One of the most useful intercultural tools that I’ve come across is Milton Bennett’s “Developmental Model of Intercultural Sensitivity” (DMIS), which considers the process of growth that people experience as they encounter cultural difference.
 
In Bennett’s model, people grow from an experience centered in ethnocentrism – seeing and experiencing the world only from the perspective of one’s own people and cultural context – to an experience that he calls ethnorelativism, which involves developing the ability to know one’s own culture and worldview as one among many, and to enter into the world of others, adapt, and live effectively in that other cultural context.

As I consider the challenge of learning to love our neighbor, in a world which increasingly brings all of us into more and more contact with people who are more and more different than our own people, I find myself reflecting on insights from the DMIS to the process of building relationship with the “different other,” i.e., our “neighbor,” whoever that “other” might be.

How Denial hinders loving our neighbor

In Bennett’s model, we must first consider barriers to loving our neighbor. The first phase in the DMIS is denial (ignorance, lack of awareness). We begin by not being aware of (cultural) difference, and avoiding it. The world simply is as we see and experience it. We are “the people” (and any others are beyond our clear vision or understanding). If we are aware of others, they are broadly characterized, e.g., we lump all “Asians” or “Africans” or “Europeans” together, with no real knowledge of any specific characteristics. In other words, we do not know our neighbor.

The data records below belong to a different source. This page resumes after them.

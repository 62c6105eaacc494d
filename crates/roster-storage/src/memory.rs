//! In-memory storage for tests and local development.
//!
//! Keeps every table in a `RwLock<HashMap>` and mirrors the ordering and
//! join semantics of the Postgres queries, so callers observe the same
//! behavior regardless of backend.

use std::collections::HashMap;

use anyhow::Result;
use chrono::Utc;
use parking_lot::RwLock;
use uuid::Uuid;

use crate::models::*;

#[derive(Default)]
pub struct InMemoryStore {
    users: RwLock<HashMap<Uuid, UserRow>>,
    roles: RwLock<HashMap<Uuid, RoleRow>>,
    user_roles: RwLock<Vec<(Uuid, Uuid)>>,
    employees: RwLock<HashMap<Uuid, EmployeeRow>>,
    employee_managers: RwLock<Vec<(Uuid, Uuid)>>,
    experiences: RwLock<HashMap<Uuid, ExperienceRow>>,
    projects: RwLock<HashMap<Uuid, ExperienceProjectRow>>,
    project_tags: RwLock<HashMap<Uuid, ProjectTags>>,
    educations: RwLock<HashMap<Uuid, EducationRow>>,
    licenses: RwLock<HashMap<Uuid, LicenseRow>>,
}

fn paginate<T>(mut rows: Vec<T>, skip: i64, limit: i64) -> Vec<T>
where
    T: Clone,
{
    let skip = skip.max(0) as usize;
    let limit = limit.max(0) as usize;
    if skip >= rows.len() {
        return Vec::new();
    }
    rows.drain(..skip);
    rows.truncate(limit);
    rows
}
#[cfg(test)]
mod tests {
    use super::*;
    use axum::http::StatusCode;
    use roster_storage::CreateEmployee;
    use tower::ServiceExt;

    use crate::test_util::{body_json, fixture, request, seed_user, token_for, Fixture};

    async fn seed_employee(fx: &Fixture) -> Uuid {
        fx.db
            .create_employee(CreateEmployee {
                user_id: fx.user.id,
                ..Default::default()
            })
            .await
            .unwrap()
            .id
    }

    #[tokio::test]
    async fn create_and_list_under_employee() {
        let fx = fixture().await;
        let employee_id = seed_employee(&fx).await;
        let app = routes(ExperiencesState::new(fx.db.clone(), fx.auth.clone()));

        let response = app
            .clone()
            .oneshot(request(
                "POST",
                &format!("/v1/employees/{employee_id}/experiences"),
                Some(&fx.token),
                Some(serde_json::json!({
                    "company_name": "Acme Corp",
                    "position": "Engineer",
                    "start_date": "2020-01-15",
                })),
            ))
            .await
            .unwrap();
        assert_eq!(response.status(), StatusCode::CREATED);
        let body = body_json(response).await;
        assert_eq!(body["company_name"], "Acme Corp");
        assert_eq!(body["start_date"], "2020-01-15");

        let response = app
            .clone()
            .oneshot(request(
                "GET",
                &format!("/v1/employees/{employee_id}/experiences"),
                Some(&fx.token),
                None,
            ))
            .await
            .unwrap();
        assert_eq!(response.status(), StatusCode::OK);
        assert_eq!(body_json(response).await["data"].as_array().unwrap().len(), 1);

        // Listing under a missing employee is a 404, not an empty list.
        let response = app
            .oneshot(request(
                "GET",
                &format!("/v1/employees/{}/experiences", Uuid::now_v7()),
                Some(&fx.token),
                None,
            ))
            .await
            .unwrap();
        assert_eq!(response.status(), StatusCode::NOT_FOUND);
        assert_eq!(body_json(response).await["error"], "Employee not found");
    }

    #[tokio::test]
    async fn mutations_are_owner_only() {
        let fx = fixture().await;
        let employee_id = seed_employee(&fx).await;
        seed_user(&fx.db, "Grace", "grace@example.com", "E-2").await;
        let other_token = token_for(&fx.auth, "grace@example.com");
        let app = routes(ExperiencesState::new(fx.db.clone(), fx.auth.clone()));

        let response = app
            .clone()
            .oneshot(request(
                "POST",
                &format!("/v1/employees/{employee_id}/experiences"),
                Some(&fx.token),
                Some(serde_json::json!({"company_name": "Acme Corp"})),
            ))
            .await
            .unwrap();
        let id = body_json(response).await["id"].as_str().unwrap().to_string();

        // Another account cannot create, update, or delete here.
        let response = app
            .clone()
            .oneshot(request(
                "POST",
                &format!("/v1/employees/{employee_id}/experiences"),
                Some(&other_token),
                Some(serde_json::json!({"company_name": "Intruder Inc"})),
            ))
            .await
            .unwrap();
        assert_eq!(response.status(), StatusCode::UNAUTHORIZED);
        assert_eq!(
            body_json(response).await["error"],
            format!("Employee with id {employee_id} does not belong to current user")
        );

        let response = app
            .clone()
            .oneshot(request(
                "PATCH",
                &format!("/v1/experiences/{id}"),
                Some(&other_token),
                Some(serde_json::json!({"position": "CTO"})),
            ))
            .await
            .unwrap();
        assert_eq!(response.status(), StatusCode::UNAUTHORIZED);

        // The owner can, and delete answers 204 with no body.
        let response = app
            .clone()
            .oneshot(request(
                "PATCH",
                &format!("/v1/experiences/{id}"),
                Some(&fx.token),
                Some(serde_json::json!({"position": "Senior Engineer"})),
            ))
            .await
            .unwrap();
        assert_eq!(response.status(), StatusCode::OK);
        assert_eq!(body_json(response).await["position"], "Senior Engineer");

        let response = app
            .clone()
            .oneshot(request(
                "DELETE",
                &format!("/v1/experiences/{id}"),
                Some(&fx.token),
                None,
            ))
            .await
            .unwrap();
        assert_eq!(response.status(), StatusCode::NO_CONTENT);

        let response = app
            .oneshot(request(
                "PATCH",
                &format!("/v1/experiences/{id}"),
                Some(&fx.token),
                Some(serde_json::json!({"position": "Ghost"})),
            ))
            .await
            .unwrap();
        assert_eq!(response.status(), StatusCode::NOT_FOUND);
        assert_eq!(body_json(response).await["error"], "Experience not found");
    }

    #[tokio::test]
    async fn projects_resolve_tags_through_catalogs() {
        let fx = fixture().await;
        let employee_id = seed_employee(&fx).await;
        let app = routes(ExperiencesState::new(fx.db.clone(), fx.auth.clone()));

        let response = app
            .clone()
            .oneshot(request(
                "POST",
                &format!("/v1/employees/{employee_id}/experiences"),
                Some(&fx.token),
                Some(serde_json::json!({"company_name": "Acme Corp"})),
            ))
            .await
            .unwrap();
        let experience_id = body_json(response).await["id"].as_str().unwrap().to_string();

        let response = app
            .clone()
            .oneshot(request(
                "POST",
                &format!("/v1/experiences/{experience_id}/projects"),
                Some(&fx.token),
                Some(serde_json::json!({
                    "name": "Billing service",
                    "team_size": 4,
                    "programming_languages": ["Rust", "Python"],
                    "frameworks": ["axum"],
                })),
            ))
            .await
            .unwrap();
        assert_eq!(response.status(), StatusCode::CREATED);
        let body = body_json(response).await;
        assert_eq!(body["programming_languages"], serde_json::json!(["Python", "Rust"]));
        assert_eq!(body["frameworks"], serde_json::json!(["axum"]));
        assert_eq!(body["servers"], serde_json::json!([]));

        // A second project reuses the catalog entry for "Rust".
        let response = app
            .clone()
            .oneshot(request(
                "POST",
                &format!("/v1/experiences/{experience_id}/projects"),
                Some(&fx.token),
                Some(serde_json::json!({
                    "name": "Ingest pipeline",
                    "programming_languages": ["Rust"],
                })),
            ))
            .await
            .unwrap();
        assert_eq!(response.status(), StatusCode::CREATED);

        let response = app
            .oneshot(request(
                "GET",
                &format!("/v1/experiences/{experience_id}/projects"),
                Some(&fx.token),
                None,
            ))
            .await
            .unwrap();
        assert_eq!(response.status(), StatusCode::OK);
        let body = body_json(response).await;
        assert_eq!(body["data"].as_array().unwrap().len(), 2);
    }

    #[tokio::test]
    async fn project_routes_need_an_existing_experience() {
        let fx = fixture().await;
        seed_employee(&fx).await;
        let app = routes(ExperiencesState::new(fx.db.clone(), fx.auth.clone()));

        let ghost = Uuid::now_v7();
        let response = app
            .oneshot(request(
                "POST",
                &format!("/v1/experiences/{ghost}/projects"),
                Some(&fx.token),
                Some(serde_json::json!({"name": "Orphan"})),
            ))
            .await
            .unwrap();
        assert_eq!(response.status(), StatusCode::NOT_FOUND);
        assert_eq!(body_json(response).await["error"], "Experience not found");
    }
}
// User account routes.
// Registration is open; reads require authentication.

use axum::{
    extract::{Path, Query, State},
    http::StatusCode,
    routing::{get, post},
    Json, Router,
};
use roster_contracts::{CreateUserRequest, ErrorResponse, ListResponse, User};
use roster_storage::Database;
use std::sync::Arc;
use uuid::Uuid;

use crate::auth::{AuthState, AuthUser, FromRef};
use crate::common::{conflict, internal_error, not_found, ApiError, Pagination};
use crate::services::UserService;

/// App state for user routes
#[derive(Clone)]
pub struct UsersState {
    pub db: Arc<Database>,
    pub service: Arc<UserService>,
    pub auth: AuthState,
}

impl UsersState {
    pub fn new(db: Arc<Database>, auth: AuthState) -> Self {
        Self {
            service: Arc::new(UserService::new(db.clone())),
            db,
            auth,
        }
    }
}

impl FromRef<UsersState> for AuthState {
    fn from_ref(input: &UsersState) -> Self {
        input.auth.clone()
    }
}

/// Create user routes
pub fn routes(state: UsersState) -> Router {
    Router::new()
        .route("/v1/users", post(create_user).get(list_users))
        .route("/v1/users/:user_id", get(get_user))
        .with_state(state)
}

/// POST /v1/users - Register a new account
#[utoipa::path(
    post,
    path = "/v1/users",
    request_body = CreateUserRequest,
    responses(
        (status = 201, description = "User registered", body = User),
        (status = 404, description = "Referenced role does not exist", body = ErrorResponse),
        (status = 409, description = "Email or badge number already taken", body = ErrorResponse),
        (status = 500, description = "Internal server error", body = ErrorResponse)
    ),
    tag = "users"
)]
pub async fn create_user(
    State(state): State<UsersState>,
    Json(req): Json<CreateUserRequest>,
) -> Result<(StatusCode, Json<User>), ApiError> {
    let existing = state.db.get_user_by_email(&req.email).await.map_err(|e| {
        tracing::error!("Failed to check email: {}", e);
        internal_error()
    })?;
    if existing.is_some() {
        return Err(conflict("Email already registered"));
    }

    let existing = state
        .db
        .get_user_by_badge_number(&req.badge_number)
        .await
        .map_err(|e| {
            tracing::error!("Failed to check badge number: {}", e);
            internal_error()
        })?;
    if existing.is_some() {
        return Err(conflict("Badge number already registered"));
    }

    for role_id in &req.roles {
        let role = state.db.get_role(*role_id).await.map_err(|e| {
            tracing::error!("Failed to check role: {}", e);
            internal_error()
        })?;
        if role.is_none() {
            return Err(not_found(format!("Role with id {role_id} does not exist")));
        }
    }

    let user = state.service.create(req).await.map_err(|e| {
        tracing::error!("Failed to create user: {}", e);
        internal_error()
    })?;

    Ok((StatusCode::CREATED, Json(user)))
}

/// GET /v1/users - List accounts
#[utoipa::path(
    get,
    path = "/v1/users",
    params(
        ("skip" = Option<i64>, Query, description = "Rows to skip"),
        ("limit" = Option<i64>, Query, description = "Maximum rows to return")
    ),
    responses(
        (status = 200, description = "List of users", body = ListResponse<User>),
        (status = 401, description = "Not authenticated", body = ErrorResponse),
        (status = 500, description = "Internal server error", body = ErrorResponse)
    ),
    tag = "users"
)]
pub async fn list_users(
    State(state): State<UsersState>,
    _auth: AuthUser,
    Query(page): Query<Pagination>,
) -> Result<Json<ListResponse<User>>, ApiError> {
    let users = state.service.list(page.skip, page.limit).await.map_err(|e| {
        tracing::error!("Failed to list users: {}", e);
        internal_error()
    })?;

    Ok(Json(ListResponse::new(users)))
}

/// GET /v1/users/{user_id} - Get one account
#[utoipa::path(
    get,
    path = "/v1/users/{user_id}",
    params(
        ("user_id" = Uuid, Path, description = "User ID")
    ),
    responses(
        (status = 200, description = "User found", body = User),
        (status = 401, description = "Not authenticated", body = ErrorResponse),
        (status = 404, description = "User not found", body = ErrorResponse),
        (status = 500, description = "Internal server error", body = ErrorResponse)
    ),
    tag = "users"
)]
pub async fn get_user(
    State(state): State<UsersState>,
    _auth: AuthUser,
    Path(user_id): Path<Uuid>,
) -> Result<Json<User>, ApiError> {
    let user = state.service.get(user_id).await.map_err(|e| {
        tracing::error!("Failed to get user: {}", e);
        internal_error()
    })?;

    user.map(Json).ok_or_else(|| not_found("User not found"))
}

#[cfg(test)]
mod tests {
    use super::*;
    use axum::http::StatusCode;
    use tower::ServiceExt;

    use crate::test_util::{body_json, fixture, request};

    #[tokio::test]
    async fn register_then_fetch() {
        let fx = fixture().await;
        let app = routes(UsersState::new(fx.db.clone(), fx.auth.clone()));

        let response = app
            .clone()
            .oneshot(request(
                "POST",
                "/v1/users",
                None,
                Some(serde_json::json!({
                    "name": "Grace",
                    "email": "grace@example.com",
                    "badge_number": "E-2",
                    "password": "s3cret",
                })),
            ))
            .await
            .unwrap();
        assert_eq!(response.status(), StatusCode::CREATED);
        let body = body_json(response).await;
        assert_eq!(body["email"], "grace@example.com");
        assert!(body.get("password").is_none());
        assert!(body.get("password_hash").is_none());
        let id = body["id"].as_str().unwrap().to_string();

        let response = app
            .oneshot(request(
                "GET",
                &format!("/v1/users/{id}"),
                Some(&fx.token),
                None,
            ))
            .await
            .unwrap();
        assert_eq!(response.status(), StatusCode::OK);
        let body = body_json(response).await;
        assert_eq!(body["badge_number"], "E-2");
    }

    #[tokio::test]
    async fn duplicate_email_and_badge_conflict() {
        let fx = fixture().await;
        let app = routes(UsersState::new(fx.db.clone(), fx.auth.clone()));

        // Seeded account holds ada@example.com and badge E-1.
        let response = app
            .clone()
            .oneshot(request(
                "POST",
                "/v1/users",
                None,
                Some(serde_json::json!({
                    "name": "Imposter",
                    "email": "ada@example.com",
                    "badge_number": "E-99",
                    "password": "pw",
                })),
            ))
            .await
            .unwrap();
        assert_eq!(response.status(), StatusCode::CONFLICT);
        assert_eq!(body_json(response).await["error"], "Email already registered");

        let response = app
            .oneshot(request(
                "POST",
                "/v1/users",
                None,
                Some(serde_json::json!({
                    "name": "Imposter",
                    "email": "other@example.com",
                    "badge_number": "E-1",
                    "password": "pw",
                })),
            ))
            .await
            .unwrap();
        assert_eq!(response.status(), StatusCode::CONFLICT);
        assert_eq!(
            body_json(response).await["error"],
            "Badge number already registered"
        );
    }

    #[tokio::test]
    async fn unknown_role_id_is_not_found() {
        let fx = fixture().await;
        let app = routes(UsersState::new(fx.db.clone(), fx.auth.clone()));

        let ghost = Uuid::now_v7();
        let response = app
            .oneshot(request(
                "POST",
                "/v1/users",
                None,
                Some(serde_json::json!({
                    "name": "Grace",
                    "email": "grace@example.com",
                    "badge_number": "E-2",
                    "password": "pw",
                    "roles": [ghost],
                })),
            ))
            .await
            .unwrap();
        assert_eq!(response.status(), StatusCode::NOT_FOUND);
        assert_eq!(
            body_json(response).await["error"],
            format!("Role with id {ghost} does not exist")
        );
    }

    #[tokio::test]
    async fn reads_require_authentication() {
        let fx = fixture().await;
        let app = routes(UsersState::new(fx.db.clone(), fx.auth.clone()));

        let response = app
            .clone()
            .oneshot(request("GET", "/v1/users", None, None))
            .await
            .unwrap();
        assert_eq!(response.status(), StatusCode::UNAUTHORIZED);

        let response = app
            .oneshot(request("GET", "/v1/users", Some(&fx.token), None))
            .await
            .unwrap();
        assert_eq!(response.status(), StatusCode::OK);
        let body = body_json(response).await;
        assert_eq!(body["data"].as_array().unwrap().len(), 1);
    }
}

Denial may be characterized by isolation, simply being out of contact with different others, or by separation, “intentional erection of physical or social barriers to create distance from cultural difference as a means of maintaining a state of denial” (e.g., racial neighborhoods or ghettos). Denial is often accompanied by extreme nationalism (which I would see as a kind of idolatry of one’s own people, as over against the – usually unknown – “other”). The “dangerous underside” of denial, Bennett points out, is the implicit relegation of others to subhuman status (e.g., the Nazi treatment of the Jews).
Good fences do NOT "make good neighbors"
It should be rather obvious that this stage of denial hinders our learning to love our neighbor, because when we live in isolation in our own world, thinking that we are the only real people, and that the world is just as we see it to be, we cannot be living in relationship or harmony with others (at least, not with different others, the “neighbor” of Jesus’ parable). Love involves knowledge. Love involves interaction. Love involves relationship. To love our neighbor, we cannot be content with denial of difference (either isolation or separation).

We cannot stay apart, and follow Jesus’ teaching to love our neighbor. We cannot live as if others do not exist, and love our neighbor. We cannot feed ourselves the myth that we are right, that God is on our side, that we are “the people” and that all others are just vaguely “out there” in the darkness beyond the borders of our world, and love our neighbor.

If we want to follow Jesus’ teaching to love our neighbor, if we as people of (any) faith want to please God in how we relate to others, we must move beyond the ethnocentric stage of denial.

(More to follow…)



* For full treatment of Bennett’s model, see
Bennett, Milton J., “Towards Ethnorelativism: A Developmental Model of Intercultural Sensitivity.” In Paige, R.M. (Ed). (1993) Education for the Intercultural Experience (2nd ed., p. 21-71). Yarmouth, ME: Intercultural Press.

Bennett, Milton J., “Becoming Interculturally Competent.”  In Wurzel, Jaime S., ed., Toward multiculturalism: A reader in multicultural education (2nd ed., pp. 62-77). Newton, MA: Intercultural Resource Corporation, 2004.